Testés deux fois avant le départ, les coureurs repasseront par la case laboratoire à chaque journée de repos ou s’ils présentent des symptômes du Covid. Une bombe à retardement qui fait craindre une possible exclusion. "Il y a forcement ce stress d’avoir une mauvaise nouvelle quand on passe des tests", reprend Pierre Rolland. Surtout quand on joue le sacre sur les Champs-Elysées. Que ce Tour serait cruel pour un prétendant à la victoire si tous les efforts produits pour arriver au sommet étaient réduits à néant par deux cas positifs dans le staff. "Certains coureurs n’ont pas vu leur famille depuis mi-juillet afin de ne pas prendre de risque. On ne peut pas imaginer voir un maillot jaune la veille d’arriver à Paris perdre la victoire parce qu’un cuisinier est positif", regrette Pascal Chanteur, président de l’Union nationale des cyclistes professionnels. "Perdre le Tour sur tapis vert ? C’est une question que je ne me pose pas du tout, lâche Thibaut Pinot. "J’essaye de rester dans mon truc. J’espère qu’il n’y aura aucune exclusion d’équipe et que le résultat à Paris se fera uniquement sur le sportif. On sait qu’on a une épée de Damoclès au-dessus de la tête."

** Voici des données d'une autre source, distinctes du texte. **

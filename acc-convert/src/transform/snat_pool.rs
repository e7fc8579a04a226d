use serde_json::{json, Map, Value};
use tmsh_conf_core::{unquote, ConfigNode};

use super::{with_class, Context, Converted};
use crate::location::resolve_path;

/// `ltm snatpool` -> `SNAT_Pool`.
///
/// Members name either a bare address or an `ltm snat-translation` object
/// whose `address` is used instead.
pub fn convert(
    node: &ConfigNode,
    properties: Map<String, Value>,
    ctx: &mut Context,
) -> Option<Converted> {
    let members: Vec<String> = node
        .get("members")
        .map(|members| members.items())
        .unwrap_or_default()
        .into_iter()
        .map(|member| {
            let member = unquote(member);
            ctx.find("ltm snat-translation", member)
                .and_then(|translation| translation.get_str("address"))
                .unwrap_or_else(|| member.rsplit('/').next().unwrap_or(member))
                .to_string()
        })
        .collect();

    if members.is_empty() {
        ctx.warn(node, "SNAT pool has no members");
        return None;
    }

    let mut pool = with_class("SNAT_Pool", properties);
    pool.insert("snatAddresses".into(), json!(members));
    Some(Converted::single(resolve_path(&node.path).profile, pool))
}
use std::path::{Path, PathBuf};

use anyhow::{bail, Context, Result};

/// Check that no output file names a source file or another output.
pub fn ensure_outputs_distinct(outputs: &[&Path], sources: &[PathBuf]) -> Result<()> {
    let sources = sources
        .iter()
        .map(|source| Ok((comparable(source)?, source.as_path())))
        .collect::<Result<Vec<_>>>()?;

    let mut seen: Vec<(PathBuf, &Path)> = Vec::with_capacity(outputs.len());
    for output in outputs {
        let resolved = comparable(output)?;
        if let Some((_, source)) = sources.iter().find(|(path, _)| *path == resolved) {
            bail!(
                "refusing to overwrite source file: output {} matches input {}",
                output.display(),
                source.display()
            );
        }
        if let Some((_, earlier)) = seen.iter().find(|(path, _)| *path == resolved) {
            bail!(
                "output {} is also used for {}",
                output.display(),
                earlier.display()
            );
        }
        seen.push((resolved, output));
    }
    Ok(())
}

/// Absolute form of `path` for equality checks. Missing files resolve
/// through their parent directory when it exists.
fn comparable(path: &Path) -> Result<PathBuf> {
    if path.exists() {
        return path
            .canonicalize()
            .with_context(|| format!("failed to resolve {}", path.display()));
    }

    let absolute = if path.is_absolute() {
        path.to_path_buf()
    } else {
        std::env::current_dir()
            .context("failed to read the working directory")?
            .join(path)
    };
    match (absolute.parent(), absolute.file_name()) {
        (Some(parent), Some(name)) if parent.exists() => Ok(parent
            .canonicalize()
            .with_context(|| format!("failed to resolve {}", parent.display()))?
            .join(name)),
        _ => Ok(absolute),
    }
}
//! Classification of object references.

use serde_json::{json, Value};
use tmsh_conf_core::ParsedConfig;

use crate::location::{resolve_path, SHARED_APPLICATION, SHARED_TENANT};

/// Objects shipped with the device, with the profile or monitor kind they
/// stand for. References to these stay pointers into the device namespace.
const BUILTIN_OBJECTS: &[(&str, &str)] = &[
    ("/Common/http", "http"),
    ("/Common/http-explicit", "http"),
    ("/Common/http-transparent", "http"),
    ("/Common/http2", "http2"),
    ("/Common/https", "https"),
    ("/Common/https_443", "https"),
    ("/Common/http_head_f5", "http"),
    ("/Common/https_head_f5", "https"),
    ("/Common/tcp", "tcp"),
    ("/Common/tcp_half_open", "tcp-half-open"),
    ("/Common/f5-tcp-lan", "tcp"),
    ("/Common/f5-tcp-mobile", "tcp"),
    ("/Common/f5-tcp-progressive", "tcp"),
    ("/Common/f5-tcp-wan", "tcp"),
    ("/Common/tcp-lan-optimized", "tcp"),
    ("/Common/tcp-mobile-optimized", "tcp"),
    ("/Common/tcp-wan-optimized", "tcp"),
    ("/Common/udp", "udp"),
    ("/Common/udp_gtm_dns", "udp"),
    ("/Common/fastL4", "fastl4"),
    ("/Common/apm-forwarding-fastL4", "fastl4"),
    ("/Common/full_acceleration", "fastl4"),
    ("/Common/clientssl", "client-ssl"),
    ("/Common/clientssl-insecure-compatible", "client-ssl"),
    ("/Common/clientssl-secure", "client-ssl"),
    ("/Common/serverssl", "server-ssl"),
    ("/Common/serverssl-insecure-compatible", "server-ssl"),
    ("/Common/oneconnect", "one-connect"),
    ("/Common/httpcompression", "http-compression"),
    ("/Common/wan-optimized-compression", "http-compression"),
    ("/Common/cookie", "cookie"),
    ("/Common/dest_addr", "dest-addr"),
    ("/Common/source_addr", "source-addr"),
    ("/Common/hash", "hash"),
    ("/Common/ssl", "ssl"),
    ("/Common/universal", "universal"),
    ("/Common/msrdp", "msrdp"),
    ("/Common/sip_info", "sip"),
    ("/Common/gateway_icmp", "gateway-icmp"),
    ("/Common/icmp", "icmp"),
    ("/Common/inband", "inband"),
    ("/Common/none", "none"),
    ("/Common/default.crt", "certificate"),
    ("/Common/default.key", "key"),
    ("/Common/ca-bundle.crt", "certificate"),
    ("/Common/_sys_https_redirect", "rule"),
    ("/Common/_sys_APM_activesync", "rule"),
    ("/Common/_sys_auth_ldap", "rule"),
    ("/Common/_sys_auth_radius", "rule"),
    ("/Common/stream", "stream"),
    ("/Common/websecurity", "web-security"),
];

/// Whether `path` names an object shipped with the device.
pub fn is_builtin(path: &str) -> bool {
    builtin_kind(path).is_some()
}

/// Kind of a built-in object, e.g. `tcp` for `/Common/f5-tcp-progressive`.
pub fn builtin_kind(path: &str) -> Option<&'static str> {
    BUILTIN_OBJECTS
        .iter()
        .find(|(builtin, _)| *builtin == path)
        .map(|(_, kind)| *kind)
}

/// Path of the converted object a reference points to.
///
/// Two-segment paths move into the shared container; deeper paths keep
/// their tenant and application.
pub fn declaration_target(path: &str) -> String {
    let segments = path.split('/').filter(|s| !s.is_empty()).count();
    if segments <= 2 {
        let location = resolve_path(path);
        return format!(
            "/{SHARED_TENANT}/{SHARED_APPLICATION}/{}",
            location.profile
        );
    }
    resolve_path(path).declaration_path()
}

/// Turn an object path into a reference object.
///
/// Built-in objects become `{bigip: path}`, everything else a `use`
/// pointer at its converted location.
pub fn handle_object_ref(path: &str) -> Value {
    let path = tmsh_conf_core::unquote(path);
    if is_builtin(path) {
        json!({ "bigip": path })
    } else {
        json!({ "use": declaration_target(path) })
    }
}

/// Kind of the `ltm` object at `path`, e.g. `http` for an HTTP profile.
///
/// Falls back to the built-in table for device-shipped objects.
pub fn object_type<'a>(path: &str, parsed: &'a ParsedConfig) -> Option<&'a str> {
    let found = parsed
        .with_keyword_prefix("ltm ")
        .find(|node| node.path == path);
    match found {
        Some(node) => Some(node.kind_suffix()),
        None => builtin_kind(path),
    }
}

Le Tour, poumon économique des équipes
Dans le peloton, on redoute le mauvais scénario des Bora-Hansgrohe sur la Bretagne Classic à Plouay au début de la semaine. L’équipe allemande n’a pas pu prendre le départ à cause d’un coureur positif avant qu’un deuxième test ne vienne affirmer le contraire. Sur le Tour, le protocole prévoit une contre-expertise avant de dégainer l’exclusion. "Demain si on a deux coureurs positifs sur sept jours, il faudra partir, admet le manager de B&B Hôtels Jérôme Pineau qui doute de la fiabilité des tests PCR. "Par contre j’interviendrai derrière pour qu’on prouve que mon coureur mettait en danger les autres. Si une équipe jeune comme la notre, qui participe à son premier Tour, doit partir sur des tests positifs, tout peut vite s’arrêter. Et j’espère que ce ne sera pas des faux tests."
En coulisse, le temps du coûte que coûte en laisse quelqu’uns perplexes. Le Tour est pourtant une question de survie pour de nombreuses équipes financées par des sponsors dont les principales retombées médiatiques proviennent de la diffusion des images sur une centaine de chaînes de télé à travers le monde. En 2018, l’équipe française AG2R-La Mondiale estimait à 46 millions d’euros hors taxe d’achat d’espaces publicitaires ses retombées issues du Tour de France, presque la moitié de sa visibilité sur la saison. Se passer d’une telle vitrine mettrait plusieurs formations en difficulté.
Paris est encore loin…
A l’image du Paris-Nice raccourci en cours de route début mars, la possibilité de voir le Tour stoppé dans son élan suscite également quelques angoisses dans la bulle course. "Si le Tour va jusqu'à Paris, ce sera déjà une réussite", reconnaît Bardet. Cette éventualité fait frémir Jérôme Pineau. "Je ne veux pas y penser ! Si ça devait arriver, il faudra arrêter de dire qu’il faut vivre avec ce virus, avance le manager de la formation bretonne. Il ne faudra plus vivre du tout. Ce n’est pas en arrêtant le Tour qu’on arrêtera le virus de circuler." L’hypothèse d’un Tour arrêté avant la fin existe mais elle est "très faible" selon le Ministre de l’Education nationale, de la Jeunesse et des Sports Jean-Michel Blanquer, de passage sur la Grande Boucle samedi. La clé est dans la bulle. Si elle reste étanche, le Tour aura réussi son pari.